NEW SECTION.  Sec. 5   The board shall report annually, on or before March 1st of each year, to the legislature and the governor on attestations and reports made under this chapter. The report shall include a list of manufacturers who have filed attestations, and any enforcement actions taken by the attorney general related to the attestations. The report must be posted on the board's public internet site.

NEW SECTION.  Sec. 6   The attorney general may bring an action in Thurston county superior court for injunctive relief, costs, and attorneys' fees, and to impose on a pharmaceutical manufacturing company that fails to comply with this chapter a civil penalty of not more than ten thousand dollars per violation.

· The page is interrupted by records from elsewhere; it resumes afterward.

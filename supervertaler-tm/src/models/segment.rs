//! The `Segment` entity and its status lattice.
//!
//! Grounded on `original_source/modules/segment_manager.py`'s `Segment`
//! class for the field set and `to_dict`/`from_dict` round-trip contract.
//! That source does not enforce monotonic status transitions; the lattice
//! enforcement here is new logic layered on top, built directly from spec
//! §4.D rather than ported.

use chrono::{DateTime, Utc};
use serde::{Deserialize, Serialize};

/// Lifecycle status of a [`Segment`].
///
/// Ordered: `untranslated < draft < translated < approved`. Only explicit
/// operator action may transition a segment beyond `draft`.
#[derive(Debug, Clone, Copy, PartialEq, Eq, PartialOrd, Ord, Serialize, Deserialize)]
#[serde(rename_all = "lowercase")]
pub enum SegmentStatus {
    Untranslated,
    Draft,
    Translated,
    Approved,
}

impl SegmentStatus {
    pub fn as_str(&self) -> &'static str {
        match self {
            Self::Untranslated => "untranslated",
            Self::Draft => "draft",
            Self::Translated => "translated",
            Self::Approved => "approved",
        }
    }

    pub fn parse(s: &str) -> Option<Self> {
        match s {
            "untranslated" => Some(Self::Untranslated),
            "draft" => Some(Self::Draft),
            "translated" => Some(Self::Translated),
            "approved" => Some(Self::Approved),
            _ => None,
        }
    }
}

/// `(table_index, row_index, cell_index)` position of a table-cell segment.
pub type TableInfo = (usize, usize, usize);

/// One translatable unit, typically a sentence.
///
/// Invariant: `status == Untranslated` implies `target` is empty. Setting
/// `target` to non-empty text promotes `Untranslated` to `Draft` and never
/// regresses a higher status; see [`crate::segment_store::SegmentStore`].
#[derive(Debug, Clone, PartialEq, Serialize, Deserialize)]
pub struct Segment {
    pub id: u32,
    pub source: String,
    pub target: String,
    pub status: SegmentStatus,
    pub paragraph_id: usize,
    pub document_position: u64,
    pub style: String,
    pub is_table_cell: bool,
    pub table_info: Option<TableInfo>,
    pub notes: String,
    pub created_at: DateTime<Utc>,
    pub modified_at: DateTime<Utc>,
    pub modified: bool,
}

impl Segment {
    /// Create a fresh, untranslated segment at ingestion time.
    pub fn new(id: u32, source: impl Into<String>, paragraph_id: usize, document_position: u64) -> Self {
        let now = Utc::now();
        Self {
            id,
            source: source.into(),
            target: String::new(),
            status: SegmentStatus::Untranslated,
            paragraph_id,
            document_position,
            style: "Normal".to_string(),
            is_table_cell: false,
            table_info: None,
            notes: String::new(),
            created_at: now,
            modified_at: now,
            modified: false,
        }
    }

    pub fn with_style(mut self, style: impl Into<String>) -> Self {
        self.style = style.into();
        self
    }

    pub fn with_table_info(mut self, table_info: TableInfo) -> Self {
        self.is_table_cell = true;
        self.table_info = Some(table_info);
        self
    }
}

#[cfg(test)]
mod tests {
    use super::*;

    #[test]
    fn status_lattice_orders_correctly() {
        assert!(SegmentStatus::Untranslated < SegmentStatus::Draft);
        assert!(SegmentStatus::Draft < SegmentStatus::Translated);
        assert!(SegmentStatus::Translated < SegmentStatus::Approved);
    }

    #[test]
    fn new_segment_is_untranslated_with_empty_target() {
        let seg = Segment::new(1, "Hello world", 0, 0);
        assert_eq!(seg.status, SegmentStatus::Untranslated);
        assert!(seg.target.is_empty());
        assert!(!seg.modified);
    }
}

NEW SECTION.  Sec. 7   The board may adopt rules to implement the provisions of this chapter.

NEW SECTION.  Sec. 8   This chapter may be known and cited as the prescription drug marketing integrity act.

NEW SECTION.  Sec. 9   If any provision of this act or its application to any person or circumstance is held invalid, the remainder of the act or the application of the provision to other persons or circumstances is not affected.

NEW SECTION.  Sec. 10   Sections 1 through 9 of this act constitute a new chapter in Title 69 RCW.